▸ **TASK STATEMENT**
Take the data below and copy exactly the lines starting at the one with "filename apps/zerg/eventbus-worker/src/main.rs" and finishing at the one with "let handler: Arc<dyn", both included.

[Dataset items]

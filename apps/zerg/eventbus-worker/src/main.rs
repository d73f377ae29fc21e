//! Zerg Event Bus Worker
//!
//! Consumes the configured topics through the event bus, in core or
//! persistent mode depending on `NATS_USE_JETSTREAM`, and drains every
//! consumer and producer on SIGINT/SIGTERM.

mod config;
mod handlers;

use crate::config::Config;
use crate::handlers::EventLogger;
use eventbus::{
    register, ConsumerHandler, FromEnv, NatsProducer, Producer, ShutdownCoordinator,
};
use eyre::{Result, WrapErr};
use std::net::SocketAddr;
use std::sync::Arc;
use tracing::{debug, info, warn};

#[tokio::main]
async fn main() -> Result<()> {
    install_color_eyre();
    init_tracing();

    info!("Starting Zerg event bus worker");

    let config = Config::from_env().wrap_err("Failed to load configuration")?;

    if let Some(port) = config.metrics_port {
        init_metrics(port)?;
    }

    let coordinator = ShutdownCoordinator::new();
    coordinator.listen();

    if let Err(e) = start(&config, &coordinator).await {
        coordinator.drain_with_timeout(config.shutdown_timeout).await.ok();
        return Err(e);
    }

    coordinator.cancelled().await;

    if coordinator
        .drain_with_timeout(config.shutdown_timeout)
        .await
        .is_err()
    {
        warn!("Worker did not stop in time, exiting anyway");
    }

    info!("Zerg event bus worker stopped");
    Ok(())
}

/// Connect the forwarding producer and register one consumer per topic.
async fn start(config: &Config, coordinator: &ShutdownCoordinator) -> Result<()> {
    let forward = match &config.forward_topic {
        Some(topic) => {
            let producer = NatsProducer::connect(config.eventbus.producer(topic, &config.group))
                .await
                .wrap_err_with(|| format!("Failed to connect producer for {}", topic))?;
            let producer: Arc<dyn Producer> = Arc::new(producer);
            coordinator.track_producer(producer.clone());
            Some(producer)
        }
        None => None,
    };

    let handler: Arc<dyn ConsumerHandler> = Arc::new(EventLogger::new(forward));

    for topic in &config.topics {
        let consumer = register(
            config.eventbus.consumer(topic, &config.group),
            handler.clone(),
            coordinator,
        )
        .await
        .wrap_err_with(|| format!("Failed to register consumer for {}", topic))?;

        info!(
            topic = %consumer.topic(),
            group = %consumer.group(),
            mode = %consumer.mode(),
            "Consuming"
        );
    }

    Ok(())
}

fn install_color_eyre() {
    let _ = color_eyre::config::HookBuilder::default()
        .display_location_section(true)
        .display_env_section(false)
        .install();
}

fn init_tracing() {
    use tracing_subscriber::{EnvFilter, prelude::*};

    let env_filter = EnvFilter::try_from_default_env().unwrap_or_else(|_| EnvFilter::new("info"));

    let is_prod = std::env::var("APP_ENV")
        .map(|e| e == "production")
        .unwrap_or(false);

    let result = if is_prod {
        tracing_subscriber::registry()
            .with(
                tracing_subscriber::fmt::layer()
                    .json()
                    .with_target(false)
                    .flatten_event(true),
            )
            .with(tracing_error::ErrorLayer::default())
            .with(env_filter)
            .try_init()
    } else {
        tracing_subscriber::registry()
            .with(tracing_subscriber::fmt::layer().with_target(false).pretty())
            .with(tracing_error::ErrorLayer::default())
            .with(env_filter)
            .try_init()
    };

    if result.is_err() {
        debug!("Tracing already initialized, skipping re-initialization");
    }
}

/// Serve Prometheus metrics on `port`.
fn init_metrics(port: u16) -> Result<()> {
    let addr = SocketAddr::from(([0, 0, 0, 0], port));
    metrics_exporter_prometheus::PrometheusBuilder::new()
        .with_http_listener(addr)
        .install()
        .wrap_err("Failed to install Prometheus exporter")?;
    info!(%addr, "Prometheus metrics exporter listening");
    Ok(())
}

--

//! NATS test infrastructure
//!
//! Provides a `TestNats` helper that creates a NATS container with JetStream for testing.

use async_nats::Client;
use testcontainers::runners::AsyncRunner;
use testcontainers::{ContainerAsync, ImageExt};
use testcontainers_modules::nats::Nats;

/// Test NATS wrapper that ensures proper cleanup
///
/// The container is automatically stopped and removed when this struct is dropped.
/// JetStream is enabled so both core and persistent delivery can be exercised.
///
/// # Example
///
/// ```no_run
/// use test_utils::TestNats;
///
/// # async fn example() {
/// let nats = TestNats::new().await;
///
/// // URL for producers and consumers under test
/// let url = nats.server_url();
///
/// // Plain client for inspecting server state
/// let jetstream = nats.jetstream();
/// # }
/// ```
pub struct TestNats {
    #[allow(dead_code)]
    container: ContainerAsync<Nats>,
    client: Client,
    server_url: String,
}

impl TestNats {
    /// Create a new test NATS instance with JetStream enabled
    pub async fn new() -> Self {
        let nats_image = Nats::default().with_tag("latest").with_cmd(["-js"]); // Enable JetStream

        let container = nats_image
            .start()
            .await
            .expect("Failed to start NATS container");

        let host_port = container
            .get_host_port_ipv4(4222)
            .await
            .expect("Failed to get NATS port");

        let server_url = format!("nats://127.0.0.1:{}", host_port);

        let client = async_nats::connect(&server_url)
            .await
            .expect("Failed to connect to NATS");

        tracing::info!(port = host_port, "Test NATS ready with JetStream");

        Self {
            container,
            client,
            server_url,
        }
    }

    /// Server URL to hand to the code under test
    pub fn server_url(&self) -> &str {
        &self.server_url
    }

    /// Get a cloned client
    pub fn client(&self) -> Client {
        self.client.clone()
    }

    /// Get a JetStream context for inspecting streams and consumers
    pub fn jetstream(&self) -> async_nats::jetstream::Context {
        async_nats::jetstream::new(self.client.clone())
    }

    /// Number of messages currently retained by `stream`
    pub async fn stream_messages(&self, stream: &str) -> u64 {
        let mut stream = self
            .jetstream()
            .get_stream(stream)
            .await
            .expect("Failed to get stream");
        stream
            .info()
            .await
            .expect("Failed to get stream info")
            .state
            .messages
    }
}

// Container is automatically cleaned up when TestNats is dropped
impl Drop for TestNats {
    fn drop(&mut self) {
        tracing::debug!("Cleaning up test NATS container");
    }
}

▸ **RESULT BELOW**
filename apps/zerg/eventbus-worker/src/main.rs
repository d73f377ae29fc21e
//! Zerg Event Bus Worker
//!
//! Consumes the configured topics through the event bus, in core or
//! persistent mode depending on `NATS_USE_JETSTREAM`, and drains every
//! consumer and producer on SIGINT/SIGTERM.

mod config;
mod handlers;

use crate::config::Config;
use crate::handlers::EventLogger;
use eventbus::{
    register, ConsumerHandler, FromEnv, NatsProducer, Producer, ShutdownCoordinator,
};
use eyre::{Result, WrapErr};
use std::net::SocketAddr;
use std::sync::Arc;
use tracing::{debug, info, warn};

#[tokio::main]
async fn main() -> Result<()> {
    install_color_eyre();
    init_tracing();

    info!("Starting Zerg event bus worker");

    let config = Config::from_env().wrap_err("Failed to load configuration")?;

    if let Some(port) = config.metrics_port {
        init_metrics(port)?;
    }

    let coordinator = ShutdownCoordinator::new();
    coordinator.listen();

    if let Err(e) = start(&config, &coordinator).await {
        coordinator.drain_with_timeout(config.shutdown_timeout).await.ok();
        return Err(e);
    }

    coordinator.cancelled().await;

    if coordinator
        .drain_with_timeout(config.shutdown_timeout)
        .await
        .is_err()
    {
        warn!("Worker did not stop in time, exiting anyway");
    }

    info!("Zerg event bus worker stopped");
    Ok(())
}

/// Connect the forwarding producer and register one consumer per topic.
async fn start(config: &Config, coordinator: &ShutdownCoordinator) -> Result<()> {
    let forward = match &config.forward_topic {
        Some(topic) => {
            let producer = NatsProducer::connect(config.eventbus.producer(topic, &config.group))
                .await
                .wrap_err_with(|| format!("Failed to connect producer for {}", topic))?;
            let producer: Arc<dyn Producer> = Arc::new(producer);
            coordinator.track_producer(producer.clone());
            Some(producer)
        }
        None => None,
    };

    let handler: Arc<dyn ConsumerHandler> = Arc::new(EventLogger::new(forward));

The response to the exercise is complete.